Extracted records ▸
=== Section Start ===
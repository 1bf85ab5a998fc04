//! tetrefine CLI - local tetrahedral refinement on generated box meshes.
//!
//! Usage: tetrefine <COMMAND> [OPTIONS]
//!
//! Run `tetrefine --help` for available commands.

use std::io::Write;
use std::sync::atomic::{AtomicUsize, Ordering};
use std::sync::Arc;
use std::time::Instant;

use clap::{Parser, Subcommand, ValueEnum};
use nalgebra::{Point3, Vector3};

use tetrefine::algo::refine::{
    edge_bit, refine_with_progress, CaseTable, Orientation, RefineOptions, RefinementCriterion,
};
use tetrefine::algo::Progress;
use tetrefine::mesh::{build_box_mesh, BoxSpec, TetMesh, TET_EDGES};

#[derive(Parser)]
#[command(name = "tetrefine")]
#[command(author, version, about = "Local tetrahedral mesh refinement", long_about = None)]
struct Cli {
    #[command(subcommand)]
    command: Commands,
}

#[derive(Subcommand)]
enum Commands {
    /// Refine a generated box mesh
    Refine {
        /// Number of cubes along x, y and z
        #[arg(long, num_args = 3, value_names = ["NX", "NY", "NZ"], default_values_t = [4, 4, 4])]
        cells: Vec<usize>,

        /// Edge length of the box
        #[arg(long, default_value = "1.0")]
        size: f64,

        /// Elements whose centroid lies within this radius of the box centre get value 1
        #[arg(long, default_value = "0.25")]
        sphere_radius: f64,

        /// Selection criterion
        #[arg(short, long, value_enum, default_value = "iso")]
        criterion: Criterion,

        /// Target field value (iso criterion)
        #[arg(long, default_value = "1.0")]
        iso_value: f64,

        /// Split elements with a longer edge (edge-length criterion)
        #[arg(long, default_value = "0.0")]
        edge_length: f64,

        /// Split elements with a larger volume (volume criterion)
        #[arg(long, default_value = "0.0")]
        volume: f64,

        /// Smallest dihedral angle in degrees (dihedral criterion)
        #[arg(long, default_value = "0.0")]
        dihedral_min: f64,

        /// Largest dihedral angle in degrees (dihedral criterion)
        #[arg(long, default_value = "180.0")]
        dihedral_max: f64,

        /// Do not split elements touching the surface
        #[arg(long)]
        skip_surface: bool,

        /// Generate and refine negatively wound elements
        #[arg(long)]
        inverted: bool,

        /// Only split elements with value 1 that also pass the criterion
        #[arg(long)]
        preselect: bool,

        /// Maximum number of refinement iterations
        #[arg(short, long, default_value = "5")]
        iterations: usize,

        /// Use single-threaded execution (for benchmarking)
        #[arg(long)]
        sequential: bool,
    },

    /// Print the subdivision case table
    Cases {
        /// Print the table for negatively wound elements
        #[arg(long)]
        inverted: bool,
    },
}

#[derive(Copy, Clone, PartialEq, Eq, ValueEnum)]
enum Criterion {
    /// Field value equals the iso value
    Iso,
    /// Longest edge exceeds the edge length
    EdgeLength,
    /// Volume exceeds the volume threshold
    Volume,
    /// All dihedral angles within the given range
    Dihedral,
}

impl From<Criterion> for RefinementCriterion {
    fn from(c: Criterion) -> Self {
        match c {
            Criterion::Iso => RefinementCriterion::IsoValue,
            Criterion::EdgeLength => RefinementCriterion::EdgeLength,
            Criterion::Volume => RefinementCriterion::Volume,
            Criterion::Dihedral => RefinementCriterion::DihedralAngle,
        }
    }
}

fn main() {
    env_logger::init();
    let cli = Cli::parse();

    if let Err(e) = run(cli) {
        eprintln!("Error: {}", e);
        std::process::exit(1);
    }
}

fn run(cli: Cli) -> Result<(), Box<dyn std::error::Error>> {
    match cli.command {
        Commands::Refine {
            cells,
            size,
            sphere_radius,
            criterion,
            iso_value,
            edge_length,
            volume,
            dihedral_min,
            dihedral_max,
            skip_surface,
            inverted,
            preselect,
            iterations,
            sequential,
        } => {
            let spec = BoxSpec::unit(1)
                .with_cells(cells[0], cells[1], cells[2])
                .with_size(Vector3::new(size, size, size));
            let options = RefineOptions::default()
                .with_criterion(criterion.into())
                .with_iso_value(iso_value)
                .with_edge_length(edge_length)
                .with_volume(volume)
                .with_dihedral_range(dihedral_min, dihedral_max)
                .with_skip_surface_elements(skip_surface)
                .with_inverted_ordering(inverted)
                .with_field_preselection(preselect)
                .with_max_iterations(iterations)
                .with_parallel(!sequential);
            cmd_refine(&spec, sphere_radius, &options)?;
        }

        Commands::Cases { inverted } => {
            cmd_cases(inverted);
        }
    }

    Ok(())
}

/// Create a progress reporter that displays a progress bar on the terminal.
fn create_progress() -> Progress {
    let max_percent = Arc::new(AtomicUsize::new(0)); // Track highest percent seen (monotonic)

    Progress::new(move |current, total, message| {
        if total == 0 {
            return;
        }

        let raw_percent = if current >= total {
            100
        } else {
            ((current * 100) + (total / 2)) / total
        };

        // Only move forward; an early stop jumps straight to 100.
        let previous = max_percent.fetch_max(raw_percent, Ordering::Relaxed);
        let percent = previous.max(raw_percent);
        if percent == previous && percent != 100 {
            return;
        }

        let bar_width = 30;
        let filled = (percent * bar_width) / 100;
        let bar = "=".repeat(filled);
        let space = " ".repeat(bar_width - filled);

        // Pad to clear longer messages from the previous update.
        eprint!("\r[{}{}] {:3}% {:<32}", bar, space, percent, message);
        let _ = std::io::stderr().flush();

        if current >= total {
            eprintln!();
        }
    })
}

/// Build the box mesh; elements near the centre carry value 1.
fn build_input(spec: &BoxSpec, sphere_radius: f64, inverted: bool) -> tetrefine::error::Result<TetMesh> {
    let centre = spec.origin + spec.size * 0.5;
    let mesh = build_box_mesh(spec, |c: &Point3<f64>| {
        if (c - centre).norm() <= sphere_radius {
            1.0
        } else {
            0.0
        }
    })?;
    if !inverted {
        return Ok(mesh);
    }

    let mut flipped = TetMesh::with_capacity(mesh.num_nodes(), mesh.num_elems());
    for p in mesh.nodes() {
        flipped.add_point(*p);
    }
    for (e, &[a, b, c, d]) in mesh.elems().iter().enumerate() {
        flipped.add_elem([b, a, c, d], mesh.value(e));
    }
    Ok(flipped)
}

fn volume_range(mesh: &TetMesh) -> (f64, f64, f64) {
    (0..mesh.num_elems())
        .map(|e| mesh.signed_volume(e))
        .fold((f64::INFINITY, f64::NEG_INFINITY, 0.0), |(lo, hi, sum), v| {
            (lo.min(v), hi.max(v), sum + v)
        })
}

fn cmd_refine(
    spec: &BoxSpec,
    sphere_radius: f64,
    options: &RefineOptions,
) -> Result<(), Box<dyn std::error::Error>> {
    let mesh = build_input(spec, sphere_radius, options.inverted_ordering)?;
    let marked = mesh.values().iter().filter(|&&v| v == 1.0).count();

    println!(
        "Input: {} nodes, {} elements ({} with value 1)",
        mesh.num_nodes(),
        mesh.num_elems(),
        marked
    );

    let mode = if options.parallel { "parallel" } else { "sequential" };
    println!(
        "Refining by {} (at most {} iterations, {})...",
        options.criterion.name(),
        options.max_iterations,
        mode
    );

    let progress = create_progress();
    let start = Instant::now();
    let result = refine_with_progress(&mesh, options, &progress)?;
    let elapsed = start.elapsed();

    let (min_vol, max_vol, total_vol) = volume_range(&result.mesh);
    println!(
        "Result: {} nodes, {} elements after {} iterations ({:.2?})",
        result.report.nodes, result.report.elems, result.report.iterations, elapsed
    );
    println!("Stopped: {:?}", result.report.termination);
    println!(
        "Element volume range: [{:.6e}, {:.6e}], total {:.6}",
        min_vol, max_vol, total_vol
    );
    for remark in &result.report.remarks {
        println!("  {}", remark);
    }

    Ok(())
}

fn cmd_cases(inverted: bool) {
    let table = CaseTable::new(Orientation::from_inverted(inverted));
    println!("{:>4}  {:<36}  {:<9}  {:<5}  {:>8}", "code", "cut edges", "recode", "case", "children");
    for (code, row) in table.rows() {
        let edges: Vec<String> = TET_EDGES
            .iter()
            .enumerate()
            .filter(|&(k, _)| (code & edge_bit(k) as usize) != 0)
            .map(|(_, (a, b))| format!("{}-{}", a, b))
            .collect();
        let recode = row.recode.map(|c| c.to_string()).join(" ");
        println!(
            "{:>4}  {:<36}  {:<9}  {:<5}  {:>8}",
            code,
            edges.join(", "),
            recode,
            row.case.name(),
            row.child_count()
        );
    }
}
=== Section End ===
Problem ▸ Search the records for the string "short" and report each line that has it.

Written answer ▸
        #[arg(short, long, value_enum, default_value = "iso")]
        #[arg(short, long, default_value = "5")]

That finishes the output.